— По цене обычного.
Стажер уже опять не обращал внимания на то, что его окружало. Тем не менее певица никак не решалась предоставить его самому себе. Она ощущала потребность с ним заговорить и не знала, что сказать. Наконец она спросила:
— Вы летчик?
Челюсти Эрбийона сжались еще сильнее.
— Вы это отлично видите, — сказал он.
— Такой молодой и уже имеете награды?
— Это не моя вина!
Вместо того, чтобы задеть, отдалить Памелу своим плохим настроением, Эрбийон только сильнее ее взволновал. Этот начальнический тон в устах подростка… Этот едва сдерживаемый гнев… Это жестокое и прекрасное страдание… Разжалобленная, покоренная девица уже готова была влюбиться.
— Могу я ненадолго присесть? — попросила она.
— Зачем?
Она униженно ответила:
— Мне было бы приятно чем-нибудь вас угостить.
— Только не это! Уж позвольте это сделать мне.
— Ну, если вы так настаиваете.
— О! Вы знаете…
Эрбийон не успел закончить фразу. Офицер жандармерии закричал:
— Памела!
Не отвечая и делая вид, что не слышит, Памела спокойно и густо накрасила рот губной помадой.
— Памела! — повторил жандарм, повысив голос. — Мне что, нужно самому за тобой идти?
По нервам Эрбийона пробежало какое-то болезненное сладострастие. Наконец-то нашелся повод выплеснуть это беспредметное бешенство, накапливавшееся в нем с того момента, как он попал в кабаре. Это была необходимая разрядка, облегчение.
— Потише, тыловая крыса! — сказал он, привстав со своего стула. — Памела находится за моим столом, и она останется здесь столько, сколько захочет.
— О! Мой малыш, — пробормотала певица полным признательности и блаженства голосом, — ты хочешь меня защитить…
Эрбийон отпихнул прижимавшееся к нему обнаженное плечо и ринулся к своему противнику. В воцарившейся тишине тот бормотал:
— Стажеришка… Сопляк… Молокосос…
Его ругательства были прерваны криком, который он испустил от боли.
Эрбийон схватил его за усы и дернул их с такой силой, как будто хотел оторвать. Жандарм поднял руку. Из-за всех столов поднялись офицеры, чтобы прекратить стычку. Однако они не успели вмешаться. Марбо, уже расцепив обоих, тряс жандарма со всей своей исполинской силой и рычал:
— Убирайся, «фоккер». Малыш — мой приятель. Убирайся, так будет лучше.
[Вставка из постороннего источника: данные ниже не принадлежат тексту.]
use std::fs;

use super::Context;
use crate::cli::commands::InitArgs;
use crate::io::config_io;
use crate::io::lock::FileLock;
use crate::io::project_io::{self, CONFIG_FILE, TODO_DIR};
use crate::model::board::BoardFile;
use crate::model::config::Config;
use crate::model::todo::TodoCategory;

/// Infer a board name from a directory name: hyphens and underscores become
/// spaces, words are title-cased.
fn infer_name(dir_name: &str) -> String {
    dir_name
        .split(['-', '_'])
        .filter(|word| !word.is_empty())
        .map(|word| {
            let mut chars = word.chars();
            match chars.next() {
                None => String::new(),
                Some(c) => c.to_uppercase().chain(chars).collect(),
            }
        })
        .collect::<Vec<_>>()
        .join(" ")
}

pub fn cmd_init(args: InitArgs, ctx: &Context) -> Result<(), Box<dyn std::error::Error>> {
    let root = match ctx.project_dir {
        Some(ref dir) => dir.clone(),
        None => std::env::current_dir()?,
    };
    let todo_dir = root.join(TODO_DIR);

    if todo_dir.join(CONFIG_FILE).exists() && !args.force {
        return Err("todo project already exists in ./todo/ (use --force to reinitialize)".into());
    }

    if let Some(parent) = root.parent()
        && let Ok(parent_root) = project_io::discover_project(parent)
    {
        eprintln!(
            "Note: parent project found at {}/",
            parent_root.join(TODO_DIR).display()
        );
        eprintln!("Creating new project in ./todo/");
    }

    let name = args.name.unwrap_or_else(|| {
        root.file_name()
            .and_then(|n| n.to_str())
            .map(infer_name)
            .filter(|n| !n.is_empty())
            .unwrap_or_else(|| "Todos".to_string())
    });

    fs::create_dir_all(&todo_dir)?;
    let _lock = FileLock::acquire_default(&todo_dir)?;
    let config_text = config_io::render_config(&name);
    let config: Config = toml::from_str(&config_text)?;
    project_io::atomic_write(&todo_dir.join(CONFIG_FILE), config_text.as_bytes())?;

    // A forced reinit continues the revision sequence so stale tokens fail
    let previous = project_io::read_board_file(&todo_dir)?.map(|f| f.revision);

    let mut project = project_io::assemble_project(root, todo_dir, config, BoardFile::new(&name))?;
    project.revision = previous.unwrap_or(0);
    let mut created = Vec::new();
    for title in &args.categories {
        let id = project.allocate_id();
        project.board.add_category(TodoCategory::new(id, title))?;
        created.push((id, title.trim()));
    }
    let revision = project_io::save_project(&mut project, None)?;

    if ctx.json {
        let out = serde_json::json!({
            "name": name,
            "revision": revision,
            "categories": created
                .iter()
                .map(|(id, title)| serde_json::json!({ "id": id, "title": title }))
                .collect::<Vec<_>>(),
        });
        println!("{}", serde_json::to_string_pretty(&out)?);
    } else {
        println!("Initialized todo board: {}", name);
        for (id, title) in &created {
            println!("  category: {} ({})", title, id);
        }
    }
    Ok(())
}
Весь зал был враждебно настроен по отношению к офицеру полиции. Ему пришлось удалиться.
Эрбийон и Марбо, несмотря на возражения Памелы, вышли сразу вслед за ним.
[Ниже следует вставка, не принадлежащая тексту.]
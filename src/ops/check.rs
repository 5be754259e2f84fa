use std::collections::HashSet;

use indexmap::IndexMap;
use serde::Serialize;

use crate::model::order::{OrderId, Orderable};
use crate::model::todo::{TodoCategory, TodoItem};

/// Structured result from `tch check`, suitable for --json output.
#[derive(Debug, Default, Serialize)]
pub struct CheckResult {
    pub valid: bool,
    pub errors: Vec<CheckError>,
    pub warnings: Vec<CheckWarning>,
}

/// A validation error (the board's links or ownership are broken).
///
/// `collection` names the chain the problem was found in: `"categories"` for
/// the category chain, `"category N"` for the items of category N.
#[derive(Debug, Clone, PartialEq, Eq, Serialize)]
#[serde(tag = "type")]
pub enum CheckError {
    /// `id` points at `neighbor` on `side`, but `neighbor` does not point back
    #[serde(rename = "asymmetric_link")]
    AsymmetricLink {
        collection: String,
        id: OrderId,
        neighbor: OrderId,
        side: LinkSide,
    },
    #[serde(rename = "self_reference")]
    SelfReference { collection: String, id: OrderId },
    /// A neighbor id that is not in the same collection
    #[serde(rename = "dangling_reference")]
    DanglingReference {
        collection: String,
        id: OrderId,
        neighbor: OrderId,
    },
    /// The same id is used by more than one record on the board
    #[serde(rename = "duplicate_id")]
    DuplicateId { id: OrderId, collections: Vec<String> },
    #[serde(rename = "multiple_heads")]
    MultipleHeads { collection: String, ids: Vec<OrderId> },
    #[serde(rename = "multiple_tails")]
    MultipleTails { collection: String, ids: Vec<OrderId> },
    /// No element without a left neighbor, or the walk from the head loops
    #[serde(rename = "cycle")]
    Cycle { collection: String },
    /// Elements the walk from the head never reaches
    #[serde(rename = "orphans")]
    Orphans { collection: String, ids: Vec<OrderId> },
    /// Item stored under one category but naming another as its owner
    #[serde(rename = "category_mismatch")]
    CategoryMismatch {
        item_id: OrderId,
        category_id: OrderId,
        owner: OrderId,
    },
}

/// A validation warning (non-critical issue).
#[derive(Debug, Clone, PartialEq, Eq, Serialize)]
#[serde(tag = "type")]
pub enum CheckWarning {
    /// Item depends on an id that is not an item on the board
    #[serde(rename = "unknown_dependency")]
    UnknownDependency { item_id: OrderId, dependency: OrderId },
    /// Item has no `added` date
    #[serde(rename = "missing_added_date")]
    MissingAddedDate { item_id: OrderId },
}

#[derive(Debug, Clone, Copy, PartialEq, Eq, Serialize)]
#[serde(rename_all = "lowercase")]
pub enum LinkSide {
    Left,
    Right,
}

// ---------------------------------------------------------------------------
// Main check entry point
// ---------------------------------------------------------------------------

/// Validate a board's links and return every problem found.
///
/// Unlike reconstruction, which stops at the first defect, this walks every
/// collection and keeps going. Read-only.
///
/// Checks performed:
/// 1. No id is used twice anywhere on the board
/// 2. Per collection: neighbor references resolve, are not self references,
///    and are mirrored by the neighbor
/// 3. Per collection: exactly one head and one tail, and every element is
///    reachable from the head
/// 4. Items name the category they are stored under
/// 5. Warnings for unknown dependencies and missing dates
pub fn check_board(categories: &[TodoCategory]) -> CheckResult {
    let mut result = CheckResult::default();

    for (id, collections) in find_duplicate_ids(categories) {
        result.errors.push(CheckError::DuplicateId { id, collections });
    }

    check_chain(categories, "categories", &mut result);

    let item_ids: HashSet<OrderId> = categories
        .iter()
        .flat_map(|c| c.items.iter().map(|i| i.id))
        .collect();

    for category in categories {
        check_chain(&category.items, &category_scope(category.id), &mut result);
        for item in &category.items {
            check_item(item, category.id, &item_ids, &mut result);
        }
    }

    result.valid = result.errors.is_empty();
    result
}

fn category_scope(id: OrderId) -> String {
    format!("category {}", id)
}

// ---------------------------------------------------------------------------
// Per-chain validation
// ---------------------------------------------------------------------------

fn check_chain<T: Orderable>(elements: &[T], scope: &str, result: &mut CheckResult) {
    if elements.is_empty() {
        return;
    }
    let by_id: IndexMap<OrderId, &T> = elements.iter().map(|e| (e.id(), e)).collect();

    for element in elements {
        let id = element.id();
        for (side, neighbor) in [
            (LinkSide::Left, element.left_id()),
            (LinkSide::Right, element.right_id()),
        ] {
            let Some(neighbor) = neighbor else {
                continue;
            };
            if neighbor == id {
                result.errors.push(CheckError::SelfReference {
                    collection: scope.to_string(),
                    id,
                });
                continue;
            }
            let Some(other) = by_id.get(&neighbor) else {
                result.errors.push(CheckError::DanglingReference {
                    collection: scope.to_string(),
                    id,
                    neighbor,
                });
                continue;
            };
            let mirrored = match side {
                LinkSide::Left => other.right_id(),
                LinkSide::Right => other.left_id(),
            };
            if mirrored != Some(id) {
                result.errors.push(CheckError::AsymmetricLink {
                    collection: scope.to_string(),
                    id,
                    neighbor,
                    side,
                });
            }
        }
    }

    let heads: Vec<OrderId> = elements
        .iter()
        .filter(|e| e.left_id().is_none())
        .map(|e| e.id())
        .collect();
    let tails: Vec<OrderId> = elements
        .iter()
        .filter(|e| e.right_id().is_none())
        .map(|e| e.id())
        .collect();

    if heads.len() > 1 {
        result.errors.push(CheckError::MultipleHeads {
            collection: scope.to_string(),
            ids: heads.clone(),
        });
    }
    if tails.len() > 1 {
        result.errors.push(CheckError::MultipleTails {
            collection: scope.to_string(),
            ids: tails,
        });
    }

    let Some(&head) = heads.first() else {
        result.errors.push(CheckError::Cycle {
            collection: scope.to_string(),
        });
        return;
    };

    // Walk right from the first head; multiple heads are already reported,
    // the other fragments then show up as orphans.
    let mut seen = HashSet::new();
    let mut current = Some(head);
    while let Some(id) = current {
        if !seen.insert(id) {
            result.errors.push(CheckError::Cycle {
                collection: scope.to_string(),
            });
            break;
        }
        current = by_id.get(&id).and_then(|e| e.right_id());
        if current.is_some_and(|next| !by_id.contains_key(&next)) {
            break;
        }
    }

    let mut orphans: Vec<OrderId> = by_id.keys().filter(|id| !seen.contains(*id)).copied().collect();
    if !orphans.is_empty() {
        orphans.sort_unstable();
        result.errors.push(CheckError::Orphans {
            collection: scope.to_string(),
            ids: orphans,
        });
    }
}

fn check_item(
    item: &TodoItem,
    owner: OrderId,
    item_ids: &HashSet<OrderId>,
    result: &mut CheckResult,
) {
    if item.category_id != owner {
        result.errors.push(CheckError::CategoryMismatch {
            item_id: item.id,
            category_id: item.category_id,
            owner,
        });
    }

    if item.added.is_none() {
        result
            .warnings
            .push(CheckWarning::MissingAddedDate { item_id: item.id });
    }

    for &dependency in &item.dependencies {
        if !item_ids.contains(&dependency) {
            result.warnings.push(CheckWarning::UnknownDependency {
                item_id: item.id,
                dependency,
            });
        }
    }
}

// ---------------------------------------------------------------------------
// Helpers
// ---------------------------------------------------------------------------

/// Ids used more than once, with every collection they appear in.
fn find_duplicate_ids(categories: &[TodoCategory]) -> Vec<(OrderId, Vec<String>)> {
    let mut locations: IndexMap<OrderId, Vec<String>> = IndexMap::new();
    for category in categories {
        locations
            .entry(category.id)
            .or_default()
            .push("categories".to_string());
        for item in &category.items {
            locations
                .entry(item.id)
                .or_default()
                .push(category_scope(category.id));
        }
    }
    locations
        .into_iter()
        .filter(|(_, found)| found.len() > 1)
        .collect()
}

// ---------------------------------------------------------------------------
// Tests
// ---------------------------------------------------------------------------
Эрбийон проснулся с ощущением умиротворения, какого он уже давно не испытывал.
— Отдых, настоящий отдых… — пробормотал он, спрыгнув с постели.
Снаружи на черепице крыш блестело солнце. Танцевали пылинки, и казалось, что они рождаются из его лучей. Эрбийон приказал своему кривому ординарцу облить себя во дворе, быстро оделся.
— Наконец-то сегодня утром у моего лейтенанта веселое выражение лица.
— Это потому, что я плохо себя вел, Матье.
— Молодым так и положено, господин лейтенант!
Эрбийон шагал по улице и насвистывал кадриль эскадрильи, когда его догнал дневальный.
— Вас вызывает лейтенант Мори, — сказал он, запыхавшись. — По срочному делу.
Идти до кабинета, где Клод ждал его, было недалеко. Однако этот путь показался Эрбийону тяжелее самого трудного перегона. Он знал, зачем Мори его вызывает, и не ощущал по этому поводу ни малейшего волнения. Что действительно удручало, что отнимало у него вкус к жизни, который он вновь почувствовал на несколько мгновений, заново его ощутил, так это была необходимость встречи, на которую он шел.
Он видел в ней знак судьбы, неподвластную уничтожению печать. Нить, связывавшая их друг с другом и, как он верил, уже развязавшаяся, затягивалась вокруг них, беспощадно сближая их судьбы. Эрбийон с тайным ужасом почувствовал это, когда во взгляде Мори увидел не подозрительность последних дней, а доброту, исключительную заботу, отчего его так всего и перевернуло от стыда, угрызений совести и нежности, еще более мучительной и невыносимой, чем ощущение неискупимой вины.
— Вы вызвали меня по делам службы? — спросил он самым непринужденным, самым официальным тоном, на который только был способен.
Клод не прореагировал на неестественность его поведения. На данный момент он являлся начальником эскадрильи и хотел руководить ею, как Тели, на правах старшего брата.
— Эрбийон, — мягко сказал он, — почему вы сами не пришли и не рассказали мне об этом глупом происшествии?